A dataset is a collection of structured data (often in table format) where the fields (columns) correspond to the different variables and the lines display the different values for those variables. Several file formats are used including structured formats (Ex. CSV – Coma Separated Values), geospatial (Ex. GeoTIFF) and XML (eXtended Markup Language) used for metadata.1

Dataset

A dataset is a collection of structured data (often in table format) where the fields (columns) correspond to the different variables and the lines display the different values for those variables. Several file formats are used including structured formats (Ex. CSV – Coma Separated Values), geospatial (Ex. GeoTIFF) and XML (eXtended Markup Language) used for metadata.

Data Service

A data service makes data (including text, image, video, and audio) available via Internet. Ex.: RSS feed.

Georeferenced Data/Geospatial Data/Geodata

Geospatial/georeferenced data include geographical locations such as X-Y [Latitude-Longitude] coordinates or, at least, a reference to a site from which positions can be calculated.

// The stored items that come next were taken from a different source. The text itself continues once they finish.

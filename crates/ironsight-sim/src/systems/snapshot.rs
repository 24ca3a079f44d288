//! Snapshot system: builds the HUD-facing `CombatSnapshot`.
//!
//! Read-only over the world.

use hecs::World;

use ironsight_core::components::{Hostile, Projectile, SpritePose};
use ironsight_core::enums::LevelPhase;
use ironsight_core::events::CombatEvent;
use ironsight_core::state::{CombatSnapshot, HostileView, WeaponView};
use ironsight_core::types::SimTime;

use crate::effects::ImpactEffectFactory;
use crate::score::ScoreState;
use crate::weapon::Loadout;

pub fn build_snapshot(
    world: &World,
    time: &SimTime,
    phase: LevelPhase,
    loadout: &Loadout,
    effects: &ImpactEffectFactory,
    events: Vec<CombatEvent>,
    score: &ScoreState,
) -> CombatSnapshot {
    CombatSnapshot {
        time: *time,
        phase,
        weapon: loadout
            .active()
            .map(|w| w.view())
            .unwrap_or_else(WeaponView::default),
        hostiles: build_hostiles(world),
        projectiles: world
            .query::<&Projectile>()
            .iter()
            .filter(|(_, p)| !p.disposed)
            .count(),
        decals: effects.decal_count(),
        blood_effects: effects.blood_count(),
        events,
        score: score.view(),
    }
}

/// Hostiles ordered by entity id.
fn build_hostiles(world: &World) -> Vec<HostileView> {
    let mut hostiles: Vec<(u32, HostileView)> = world
        .query::<(&Hostile, &SpritePose)>()
        .iter()
        .map(|(entity, (h, pose))| {
            (
                entity.id(),
                HostileView {
                    position: h.position,
                    hit_points: h.hit_points,
                    state: h.state,
                    cell: pose.cell,
                    mirrored: pose.mirrored,
                },
            )
        })
        .collect();
    hostiles.sort_by_key(|(id, _)| *id);
    hostiles.into_iter().map(|(_, view)| view).collect()
}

Geodata often includes a vertical component Z [depth/altitude].

GEOSS SOCIETAL BENEFITS:

disasters, health, energy, climate, agriculture, ecosystems, biodiversity, water and weather

GEOSS

The Global Earth Observing System of Systems is an international group of organizations combining their expertise across nine topics or "societal benefits". GEOSS contributes to the monitoring, analysis and accessibility of data in these areas of interest.2

Harvesting

The process of collecting metadata descriptions from different sources/registries to facilitate data discovery.


GEOSS SOCIETAL BENEFITS:
disasters, health, energy, climate, agriculture, ecosystems, biodiversity, water and weather

Information

In general, the difference between "data" and "information" lies in the fact that data refers to raw observations acquired from research or monitoring activities while information is obtained by processing and/or interpreting data.3

Interoperability

Interoperability is the capability of a product or a computer system to function with other existing products or systems without restrictions and independently of their own physical architecture and operating systems. Interoperability can be achieved through the use of Internet open standards. The mission of the World Wide Web Consortium – W3C4 is to provide guidance and to contribute to the Web evolution by developing protocoles, standards and guidelines supporting interoperability.

ISO

The International Organization for Standardization (ISO) is the world's largest developer of voluntary international standards in a variety of areas ranging from currency codes, to water meters requirements, to date and time representation. ISO standards give world-class specifications for products, services and systems, to ensure quality, safety and efficiency.5

Open Data

Governments are increasingly adopting an "open" approach in order to improve accessibility of publicly funded data and information.6 The same concept is also guiding non-governmental initiatives aiming at fostering transparency, accountability and reuse of data. Gartner, a world leader in information technology research, defines open data as "information or content made freely available to use and redistribute, subject only to the requirement to attribute it to the source"7. Non-proprietary open data formats allow producers to save data in a way that lets users access data without having to buy any specific software (or a particular version of software). E.g.: text files with the .ODF extention (Open Document Format).8

A world without metadata…

…would look like a video club without any thematic sections where hundreds of DVD boxes would be displayed without titles or covers and where even the disks would not be labelled.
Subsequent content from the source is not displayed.